On our little block, we don’t have a lot of space for a traditional compost heap. Most of our organic materials go through the chooks, worms or Bokashi.

Sometimes though, especially at this time of year, there’s an excess of some super-nutritious materials around. These are things such as Seagrass and Nettles which are provided in abundance for free.

pipe composting for nettles
These pipes are where we make our Nettle tea

These go into the pipe composters to break down into liquid gold for an immediate kick to the garden. I let some ferment for months in big jars and add it as a living culture throughout the rest of the year.
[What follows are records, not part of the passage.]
//! NewsDesk Core Library
//!
//! This crate provides the core functionality for NewsDesk, including:
//! - The `NewsPanel` controller (form fields, cached list, create/delete)
//! - Document store collaborators (SQLite, in-memory, Firestore REST)
//! - Identity collaborators (local user, Firebase password sign-in)
//! - Toast notification sinks
//!
//! # Architecture
//!
//! ```text
//! ┌─────────────────────────────────────────────────────────────┐
//! │                     newsdesk-core                           │
//! ├─────────────────────────────────────────────────────────────┤
//! │  panel.rs      - NewsPanel: fetch, submit, delete           │
//! │  store/        - DocumentStore trait and backends           │
//! │  auth/         - IdentityProvider, sessions, Firebase       │
//! │  notify.rs     - Notifier trait, toast queue                │
//! │  config.rs     - Settings file and overrides                │
//! │  types/        - Shared type definitions                    │
//! │  error.rs      - Error types                                │
//! └─────────────────────────────────────────────────────────────┘
//! ```

pub mod auth;
pub mod config;
pub mod error;
pub mod notify;
pub mod panel;
pub mod store;
pub mod types;

// Re-export commonly used types
pub use error::{Error, Result};
pub use types::*;

pub use auth::{FirebaseAuth, FirebaseAuthConfig, IdentityProvider, LocalIdentity, Session};
pub use config::{BackendKind, Config, Overrides};
pub use notify::{Fanout, Notifier, Toast, ToastLevel, ToastQueue, TracingNotifier};
pub use panel::{DeleteOutcome, FormField, NewsPanel, SubmitOutcome};
pub use store::{DocumentStore, FirestoreConfig, FirestoreStore, MemoryStore, SqliteStore};
//! NewsDesk terminal application

use anyhow::{Context, Result};
use clap::Parser;
use newsdesk_ui::cli::{self, Cli, Commands};
use std::process::ExitCode;
use std::sync::Arc;
use tracing::info;
use tracing_subscriber::{layer::SubscriberExt, util::SubscriberInitExt, EnvFilter};

fn main() -> Result<ExitCode> {
    let cli = Cli::parse();
    let config = cli.load_config()?;

    // Initialize logging
    let filter = EnvFilter::try_from_default_env().unwrap_or_else(|_| {
        EnvFilter::new(config.log_filter.as_deref().unwrap_or("warn"))
    });
    tracing_subscriber::registry()
        .with(filter)
        .with(tracing_subscriber::fmt::layer().with_writer(std::io::stderr))
        .init();

    info!("NewsDesk v{}", env!("CARGO_PKG_VERSION"));

    let runtime = Arc::new(
        tokio::runtime::Builder::new_multi_thread()
            .enable_all()
            .build()
            .context("failed to start the async runtime")?,
    );

    let command = cli.command.unwrap_or(Commands::Panel);
    cli::execute(command, &config, runtime)
}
The chook poo percolator works in a similar way and gives us both a rich liquid fertilizer as well as taking the bite off of the chook poo and pigeon poo so that it’s not too strong for young plants.

Chook Poo percolator
An easy, safe way to make use chook poo.

This is the time too to break out the Bokashi vegetable scraps and get them into the worm farms and worm towers. This is an ongoing thing throughout the year but Winter slows the process of fermentation down and we get a bit of a back log of fermenting scraps. As soon as the warmth comes though, it kicks off with a vengeance and the scraps literally dissolve once they’re shared around.

This year, we have a problem though. We usually apply the Bokashi process to Athena’s poo. In the warmer weather and over previous Winters, this method works well for processing the large quantities that a Labrador loves to share.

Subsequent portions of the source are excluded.